You played a part in the inception of HCNSW as the peak body for health consumers in NSW. What makes you so passionate about working with health consumers?
I was lucky to have known Betty Johnson, who approached me about assisting in developing the interim committee before HCNSW was formed. Being passionate is not hard when you are motivated by working so closely with consumers. I can’t work where I don’t enjoy, and I really enjoy my job. We have been working on Consumer and Community Participation (CCP) in the structure now for just over 10 years and we keep learning and changing and growing together!
You’ve been the Manager of the Consumer and Community Participation Unit at SWSLHD for 10 years. What does your work entail?

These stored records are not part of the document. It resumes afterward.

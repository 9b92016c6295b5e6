//! Health check endpoints
//!
//! Provides health check endpoints for monitoring and load balancers.

use axum::{extract::State, http::StatusCode, routing::get, Router};
use serde::Serialize;

use crate::{db, utils::Json, AppState};

pub fn routes() -> Router<AppState> {
    Router::new()
        .route("/health/", get(health_check))
        .route("/health/detailed/", get(health_check_detailed))
        .route("/health/live/", get(liveness))
        .route("/health/ready/", get(readiness))
}

/// Basic health response
#[derive(Serialize)]
pub struct HealthResponse {
    pub status: String,
    pub version: String,
}

/// Detailed health response with component status
#[derive(Serialize)]
pub struct DetailedHealthResponse {
    pub status: String,
    pub version: String,
    pub components: ComponentHealth,
}

#[derive(Serialize)]
pub struct ComponentHealth {
    pub database: ComponentStatus,
    pub chat: ComponentStatus,
    pub media: ComponentStatus,
}

#[derive(Serialize)]
pub struct ComponentStatus {
    pub status: String,
    #[serde(skip_serializing_if = "Option::is_none")]
    pub message: Option<String>,
}

impl ComponentStatus {
    fn healthy() -> Self {
        Self {
            status: "healthy".to_string(),
            message: None,
        }
    }

    fn unhealthy(message: impl Into<String>) -> Self {
        Self {
            status: "unhealthy".to_string(),
            message: Some(message.into()),
        }
    }

    fn not_configured() -> Self {
        Self {
            status: "not_configured".to_string(),
            message: None,
        }
    }

    fn is_failing(&self) -> bool {
        self.status == "unhealthy"
    }
}

/// Simple health check endpoint (for load balancers)
pub async fn health_check() -> Json<HealthResponse> {
    Json(HealthResponse {
        status: "healthy".to_string(),
        version: env!("CARGO_PKG_VERSION").to_string(),
    })
}

/// Detailed health check endpoint
///
/// The chat provider is optional, so a missing API key is reported but never
/// makes the service unhealthy. Returns 503 when the database is unreachable
/// or the media root is missing.
pub async fn health_check_detailed(
    State(state): State<AppState>,
) -> (StatusCode, Json<DetailedHealthResponse>) {
    let database = if db::check_health(&state.db).await {
        ComponentStatus::healthy()
    } else {
        ComponentStatus::unhealthy("Database did not answer")
    };

    let chat = match state.config.chat.api_key.as_deref() {
        Some(key) if !key.is_empty() => ComponentStatus::healthy(),
        _ => ComponentStatus::not_configured(),
    };

    let media = if state.media.root().is_dir() {
        ComponentStatus::healthy()
    } else {
        ComponentStatus::unhealthy(format!(
            "Media root {} does not exist",
            state.media.root().display()
        ))
    };

    let healthy = !database.is_failing() && !media.is_failing();
    let status_code = if healthy {
        StatusCode::OK
    } else {
        StatusCode::SERVICE_UNAVAILABLE
    };

    let response = DetailedHealthResponse {
        status: if healthy { "healthy" } else { "unhealthy" }.to_string(),
        version: env!("CARGO_PKG_VERSION").to_string(),
        components: ComponentHealth {
            database,
            chat,
            media,
        },
    };

    (status_code, Json(response))
}

/// Liveness probe
pub async fn liveness() -> StatusCode {
    StatusCode::OK
}

/// Readiness probe
pub async fn readiness(State(state): State<AppState>) -> StatusCode {
    if db::check_health(&state.db).await {
        StatusCode::OK
    } else {
        StatusCode::SERVICE_UNAVAILABLE
    }
}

My work mainly involves working closely with health consumers, carers and community members in identifying areas and issues where they would like to work with the LHD – most in a formal way, but also informally. I assist in promoting the importance of participation across the entire LHD and how it can be of great benefit in improving the quality and safety of the services we all deliver. I provide resourcing and guidance to staff that are interested but unsure in how to engage with patients/ carers/ family and I work closely with consumers to help them develop their capacity and ultimately improving their health literacy in how and where they can be involved across a very complex health system. Especially where they can exert some influence and have an impact.
If you had one word of advice to improve consumer engagement, what would it be?
I do have advice for the services that work with consumers like I do in the Local Health Districts. Here it is – “respect” – for the individual consumer / their lived experience / their time / their contribution / their energy.
If you could suggest just one read about health consumer representation to our readers, what would it be?
Nothing comes to mind – I would rather get my inspiration from the consumers I work with every day – they are truly fantastic and that’s all the inspiration I need.